> _Aim of the task_: Scan the listing below for the word "HttpServer", then copy each line that has it.
[[ Provided entries, beginning ]]
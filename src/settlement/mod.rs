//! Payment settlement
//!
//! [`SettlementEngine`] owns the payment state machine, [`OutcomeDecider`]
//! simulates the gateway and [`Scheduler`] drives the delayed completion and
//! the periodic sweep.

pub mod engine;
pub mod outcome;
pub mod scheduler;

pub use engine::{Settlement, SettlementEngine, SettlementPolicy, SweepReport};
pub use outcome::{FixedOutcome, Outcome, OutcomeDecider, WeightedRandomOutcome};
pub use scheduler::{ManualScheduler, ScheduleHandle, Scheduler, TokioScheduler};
[[ Provided entries, end ]]
[[ Provided entries, beginning ]]
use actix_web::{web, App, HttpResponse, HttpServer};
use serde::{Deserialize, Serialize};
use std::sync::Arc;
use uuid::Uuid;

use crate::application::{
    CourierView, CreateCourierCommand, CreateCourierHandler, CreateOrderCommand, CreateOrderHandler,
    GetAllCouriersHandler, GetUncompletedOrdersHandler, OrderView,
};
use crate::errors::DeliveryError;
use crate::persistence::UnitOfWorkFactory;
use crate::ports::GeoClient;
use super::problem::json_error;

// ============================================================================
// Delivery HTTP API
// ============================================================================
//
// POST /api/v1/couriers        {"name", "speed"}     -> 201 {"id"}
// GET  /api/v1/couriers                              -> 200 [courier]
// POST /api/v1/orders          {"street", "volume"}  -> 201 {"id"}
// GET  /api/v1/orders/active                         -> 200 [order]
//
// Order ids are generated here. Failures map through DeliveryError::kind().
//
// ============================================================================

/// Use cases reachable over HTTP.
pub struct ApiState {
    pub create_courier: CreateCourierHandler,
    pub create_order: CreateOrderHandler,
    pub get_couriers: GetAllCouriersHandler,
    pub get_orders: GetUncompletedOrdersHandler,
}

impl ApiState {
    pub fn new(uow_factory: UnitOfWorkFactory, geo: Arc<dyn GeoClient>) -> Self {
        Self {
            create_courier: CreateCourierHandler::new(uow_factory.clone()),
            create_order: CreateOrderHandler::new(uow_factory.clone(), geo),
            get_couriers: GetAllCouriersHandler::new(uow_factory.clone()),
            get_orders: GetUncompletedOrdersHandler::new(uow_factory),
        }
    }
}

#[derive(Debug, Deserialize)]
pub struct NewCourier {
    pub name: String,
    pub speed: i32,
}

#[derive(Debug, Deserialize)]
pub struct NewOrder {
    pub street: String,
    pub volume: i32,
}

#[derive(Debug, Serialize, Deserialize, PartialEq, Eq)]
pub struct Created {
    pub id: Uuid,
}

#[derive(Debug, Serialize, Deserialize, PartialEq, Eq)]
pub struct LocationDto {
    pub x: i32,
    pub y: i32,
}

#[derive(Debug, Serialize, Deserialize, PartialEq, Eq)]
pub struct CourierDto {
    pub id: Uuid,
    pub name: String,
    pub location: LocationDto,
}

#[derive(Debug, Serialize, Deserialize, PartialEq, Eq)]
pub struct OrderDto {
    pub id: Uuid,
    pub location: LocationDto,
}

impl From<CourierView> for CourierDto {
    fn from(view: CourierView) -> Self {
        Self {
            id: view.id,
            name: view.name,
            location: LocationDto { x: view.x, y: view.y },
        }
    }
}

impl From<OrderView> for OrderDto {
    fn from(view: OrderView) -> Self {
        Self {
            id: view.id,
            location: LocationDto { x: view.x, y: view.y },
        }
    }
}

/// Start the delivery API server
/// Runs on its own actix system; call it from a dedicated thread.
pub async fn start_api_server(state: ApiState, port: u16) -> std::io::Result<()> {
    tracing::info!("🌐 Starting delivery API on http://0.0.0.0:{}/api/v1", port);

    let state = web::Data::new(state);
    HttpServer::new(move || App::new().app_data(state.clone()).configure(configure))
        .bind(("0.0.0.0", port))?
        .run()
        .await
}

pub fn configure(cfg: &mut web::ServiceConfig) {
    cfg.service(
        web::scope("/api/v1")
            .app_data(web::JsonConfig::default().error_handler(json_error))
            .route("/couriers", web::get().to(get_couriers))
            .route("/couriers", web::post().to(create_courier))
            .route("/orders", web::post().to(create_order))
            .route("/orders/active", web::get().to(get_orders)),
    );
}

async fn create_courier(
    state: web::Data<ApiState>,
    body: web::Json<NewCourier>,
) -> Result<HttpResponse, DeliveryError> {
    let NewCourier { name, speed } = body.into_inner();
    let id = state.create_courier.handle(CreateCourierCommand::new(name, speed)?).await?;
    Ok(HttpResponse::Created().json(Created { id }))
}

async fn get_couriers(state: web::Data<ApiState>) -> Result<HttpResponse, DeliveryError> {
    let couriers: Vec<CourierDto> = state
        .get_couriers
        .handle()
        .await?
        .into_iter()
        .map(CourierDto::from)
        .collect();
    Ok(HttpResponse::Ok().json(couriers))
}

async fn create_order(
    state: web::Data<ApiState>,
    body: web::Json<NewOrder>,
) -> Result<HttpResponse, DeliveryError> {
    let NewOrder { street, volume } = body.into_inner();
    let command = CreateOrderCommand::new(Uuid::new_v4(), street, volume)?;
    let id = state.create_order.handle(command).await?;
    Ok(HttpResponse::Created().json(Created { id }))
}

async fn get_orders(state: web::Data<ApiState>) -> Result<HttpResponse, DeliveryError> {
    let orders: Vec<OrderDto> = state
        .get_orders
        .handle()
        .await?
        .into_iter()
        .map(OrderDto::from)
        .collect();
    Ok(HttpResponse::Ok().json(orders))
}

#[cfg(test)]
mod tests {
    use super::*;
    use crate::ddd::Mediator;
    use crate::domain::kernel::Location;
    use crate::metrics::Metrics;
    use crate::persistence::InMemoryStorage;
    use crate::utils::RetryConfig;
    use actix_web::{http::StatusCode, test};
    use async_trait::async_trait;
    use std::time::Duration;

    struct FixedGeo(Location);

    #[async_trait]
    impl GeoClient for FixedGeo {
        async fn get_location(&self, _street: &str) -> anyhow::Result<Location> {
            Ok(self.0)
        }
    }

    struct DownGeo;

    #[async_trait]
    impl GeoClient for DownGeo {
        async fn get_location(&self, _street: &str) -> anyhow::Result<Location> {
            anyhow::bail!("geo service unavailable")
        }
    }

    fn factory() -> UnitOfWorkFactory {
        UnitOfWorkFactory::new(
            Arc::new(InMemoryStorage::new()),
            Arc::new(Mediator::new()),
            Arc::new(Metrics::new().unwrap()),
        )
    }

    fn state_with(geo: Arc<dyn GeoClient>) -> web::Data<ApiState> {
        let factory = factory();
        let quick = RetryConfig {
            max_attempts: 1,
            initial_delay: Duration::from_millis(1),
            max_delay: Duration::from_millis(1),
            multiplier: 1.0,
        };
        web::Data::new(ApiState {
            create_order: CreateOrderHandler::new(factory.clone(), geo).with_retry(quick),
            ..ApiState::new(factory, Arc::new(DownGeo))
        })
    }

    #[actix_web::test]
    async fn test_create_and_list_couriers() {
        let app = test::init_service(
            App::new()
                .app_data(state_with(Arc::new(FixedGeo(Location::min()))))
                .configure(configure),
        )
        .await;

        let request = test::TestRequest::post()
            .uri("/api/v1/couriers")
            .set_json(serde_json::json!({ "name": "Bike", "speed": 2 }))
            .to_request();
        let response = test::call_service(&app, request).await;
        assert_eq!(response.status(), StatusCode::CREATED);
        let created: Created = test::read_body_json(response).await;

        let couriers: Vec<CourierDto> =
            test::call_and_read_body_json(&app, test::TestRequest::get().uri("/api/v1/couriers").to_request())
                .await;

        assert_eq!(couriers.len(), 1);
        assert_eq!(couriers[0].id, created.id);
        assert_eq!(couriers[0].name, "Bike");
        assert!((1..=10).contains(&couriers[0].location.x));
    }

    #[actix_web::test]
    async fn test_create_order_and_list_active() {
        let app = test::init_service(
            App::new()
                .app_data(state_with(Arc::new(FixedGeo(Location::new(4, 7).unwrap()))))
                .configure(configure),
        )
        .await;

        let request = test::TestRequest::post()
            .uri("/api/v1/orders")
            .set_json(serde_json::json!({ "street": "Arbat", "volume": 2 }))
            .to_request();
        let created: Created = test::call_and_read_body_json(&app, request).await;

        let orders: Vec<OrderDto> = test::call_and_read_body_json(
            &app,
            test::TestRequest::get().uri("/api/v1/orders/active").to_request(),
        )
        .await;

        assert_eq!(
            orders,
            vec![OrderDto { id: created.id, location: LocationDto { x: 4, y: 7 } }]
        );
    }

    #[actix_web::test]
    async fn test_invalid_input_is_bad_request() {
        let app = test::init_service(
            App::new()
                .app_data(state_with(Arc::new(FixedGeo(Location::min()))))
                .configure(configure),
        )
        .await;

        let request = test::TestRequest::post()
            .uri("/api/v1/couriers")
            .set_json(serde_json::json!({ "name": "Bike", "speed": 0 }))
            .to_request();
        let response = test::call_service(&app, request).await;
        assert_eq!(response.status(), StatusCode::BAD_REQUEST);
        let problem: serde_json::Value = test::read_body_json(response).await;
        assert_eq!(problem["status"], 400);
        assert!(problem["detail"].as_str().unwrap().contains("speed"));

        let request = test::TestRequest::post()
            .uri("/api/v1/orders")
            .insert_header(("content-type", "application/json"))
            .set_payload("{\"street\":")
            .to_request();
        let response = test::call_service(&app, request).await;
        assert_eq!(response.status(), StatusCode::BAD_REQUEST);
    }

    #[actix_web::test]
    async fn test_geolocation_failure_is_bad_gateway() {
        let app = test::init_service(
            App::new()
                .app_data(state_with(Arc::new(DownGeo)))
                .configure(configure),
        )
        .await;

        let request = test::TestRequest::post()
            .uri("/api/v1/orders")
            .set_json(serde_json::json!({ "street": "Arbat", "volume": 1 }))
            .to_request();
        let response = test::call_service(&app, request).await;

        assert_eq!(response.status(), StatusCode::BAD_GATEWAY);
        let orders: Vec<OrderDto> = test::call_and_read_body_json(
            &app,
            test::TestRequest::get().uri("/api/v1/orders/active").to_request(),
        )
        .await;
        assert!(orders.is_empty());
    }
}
[[ Provided entries, end ]]
> _Solution to this task_:
use actix_web::{web, App, HttpResponse, HttpServer};
    HttpServer::new(move || App::new().app_data(state.clone()).configure(configure))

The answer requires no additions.